INTERNATIONAL WOMEN'S DAY - The cold desert comes alive with women power
New Delhi   07-Mar-2019



At more than 11,800 feet from sea level in Phey Village of Ladakh, Padma Angmo and 10 other women work at the world's highest LPG bottling plant. Run by Indian Oil Corporation (IOC), the country's largest fuel retailer, the plant ensure cooking gas access to far-flung areas of Ladakh and Kargil, besides serving the security forces."I feel proud to serve the people of region," says Padma, a local who has been employed here since its commissioning in 2001-02. At the site, where temperature can fall to minus 30 degrees, women make up more than half the staff of 20. Their activities include filling and handling of cylinders, performing quality control checks, maintenance of the plant, managing documents, gardening and looking after the canteen. They represent a change in the oil and gas sector where gender diversity is the lowest across industries globally. Even more so in India. "While women account for 28 percent of the total workforce in India, the share of women in oil and gas is the lowest across major sectors at 8 per cent," says Anirban Mukherjee partner and director, The Boston Consulting Group (BCG).

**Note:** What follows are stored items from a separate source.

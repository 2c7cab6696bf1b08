//! WHERE / ON lowering into FetchXML filter trees.
//!
//! A filter adopts its logical operator lazily: the first AND/OR met at a
//! nesting level fixes it, and a different operator at the same level opens a
//! nested sub-filter. Join conditions run through the same code with
//! [`FilterContext::join`], which additionally records the single
//! column-equals-column predicate that becomes the link's `from`/`to`.

use fxq_common::{FxqError, Result};
use sqlparser::ast::{BinaryOperator, Expr as SqlExpr, FunctionArg, FunctionArgExpr, UnaryOperator, Value};

use crate::entity_table::TableSet;
use crate::expr::{comparison_op, ComparisonOp, Literal};
use crate::fetch_xml::{ConditionOperator, FetchCondition, FetchFilter, FilterItem, FilterType};
use crate::sql_frontend::{column_parts, last_part, object_name_last, plain_function_args};

#[derive(Debug, Clone, Default)]
pub(crate) struct FilterContext {
    in_where: bool,
    in_or: bool,
    quoted_identifiers: bool,
    /// `(left, right)` identifier parts of the join equality, once found.
    pub join_columns: Option<(Vec<String>, Vec<String>)>,
}

impl FilterContext {
    pub fn where_clause(quoted_identifiers: bool) -> Self {
        Self {
            in_where: true,
            quoted_identifiers,
            ..Self::default()
        }
    }

    pub fn join(quoted_identifiers: bool) -> Self {
        Self {
            in_where: false,
            quoted_identifiers,
            ..Self::default()
        }
    }
}

/// One side of a comparison.
enum Operand<'e> {
    Column(Vec<String>),
    /// `None` is the NULL literal.
    Literal(Option<String>),
    Function(&'e sqlparser::ast::Function),
}

/// Lower `expr` into `criteria`. Conditions on tables other than `target` carry
/// that table's reference name as `entityname`.
pub(crate) fn lower_filter(
    expr: &SqlExpr,
    criteria: &mut FetchFilter,
    tables: &TableSet,
    target: usize,
    ctx: &mut FilterContext,
) -> Result<()> {
    match expr {
        SqlExpr::BinaryOp {
            left,
            op: op @ (BinaryOperator::And | BinaryOperator::Or),
            right,
        } => {
            let filter_type = if *op == BinaryOperator::And {
                FilterType::And
            } else {
                FilterType::Or
            };
            let was_or = ctx.in_or;
            ctx.in_or |= filter_type == FilterType::Or;
            if criteria.filter_type == FilterType::Unset || criteria.filter_type == filter_type {
                criteria.filter_type = filter_type;
                lower_filter(left, criteria, tables, target, ctx)?;
                lower_filter(right, criteria, tables, target, ctx)?;
            } else {
                let mut sub = FetchFilter::new(filter_type);
                lower_filter(left, &mut sub, tables, target, ctx)?;
                lower_filter(right, &mut sub, tables, target, ctx)?;
                criteria.items.push(FilterItem::Filter(sub));
            }
            ctx.in_or = was_or;
        }
        SqlExpr::Nested(inner) => {
            let mut sub = FetchFilter::new(FilterType::Unset);
            lower_filter(inner, &mut sub, tables, target, ctx)?;
            if sub.filter_type == FilterType::Unset {
                sub.filter_type = FilterType::And;
            }
            if !sub.items.is_empty() {
                criteria.items.push(FilterItem::Filter(sub));
            }
        }
        SqlExpr::BinaryOp { left, op, right } => {
            let Some(op) = comparison_op(op) else {
                return Err(FxqError::unsupported("Unhandled WHERE clause", expr));
            };
            lower_comparison(expr, left, op, right, criteria, tables, target, ctx)?;
        }
        SqlExpr::IsNull(inner) | SqlExpr::IsNotNull(inner) => {
            let parts = require_column(inner, expr)?;
            let operator = if matches!(expr, SqlExpr::IsNull(_)) {
                ConditionOperator::Null
            } else {
                ConditionOperator::NotNull
            };
            criteria.items.push(condition(tables, target, &parts, expr, operator, None, Vec::new())?);
        }
        SqlExpr::Like {
            negated,
            expr: inner,
            pattern,
            escape_char,
            ..
        } => {
            if escape_char.is_some() {
                return Err(FxqError::unsupported("Unhandled LIKE escape", expr));
            }
            let parts = require_column(inner, expr)?;
            let pattern = match operand(pattern, ctx)? {
                Operand::Literal(Some(text)) if is_string(pattern, ctx) => text,
                _ => return Err(FxqError::unsupported("LIKE pattern must be a string literal", expr)),
            };
            let operator = if *negated {
                ConditionOperator::NotLike
            } else {
                ConditionOperator::Like
            };
            criteria.items.push(condition(
                tables,
                target,
                &parts,
                expr,
                operator,
                Some(pattern),
                Vec::new(),
            )?);
        }
        SqlExpr::InList {
            expr: inner,
            list,
            negated,
        } => {
            let parts = require_column(inner, expr)?;
            let values = list
                .iter()
                .map(|item| match operand(item, ctx)? {
                    Operand::Literal(Some(v)) => Ok(v),
                    _ => Err(FxqError::unsupported("IN list must contain only literals", item)),
                })
                .collect::<Result<Vec<_>>>()?;
            let operator = if *negated {
                ConditionOperator::NotIn
            } else {
                ConditionOperator::In
            };
            criteria.items.push(condition(tables, target, &parts, expr, operator, None, values)?);
        }
        SqlExpr::InSubquery { .. } => {
            return Err(FxqError::unsupported(
                "Subquery in IN clause; rewrite the query as a join",
                expr,
            ))
        }
        SqlExpr::Between {
            expr: inner,
            negated,
            low,
            high,
        } => {
            let parts = require_column(inner, expr)?;
            let bounds = [low, high]
                .into_iter()
                .map(|bound| match operand(bound, ctx)? {
                    Operand::Literal(Some(v)) => Ok(v),
                    _ => Err(FxqError::unsupported("BETWEEN bounds must be literals", bound)),
                })
                .collect::<Result<Vec<_>>>()?;
            let operator = if *negated {
                ConditionOperator::NotBetween
            } else {
                ConditionOperator::Between
            };
            criteria.items.push(condition(tables, target, &parts, expr, operator, None, bounds)?);
        }
        other => return Err(FxqError::unsupported("Unhandled WHERE clause", other)),
    }
    Ok(())
}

According to a report by the BCG, women participation in senior leadership globally in e oil and gas sector is 17 per cent but the share in India is just 5 per cent. The sector reflects a similar trend within the government. There has never been a woman minister at the Ministry of Petroleum and Natural Gas. Nor has it ever been represented by a woman secretary, the senior most bureaucrat in a ministry.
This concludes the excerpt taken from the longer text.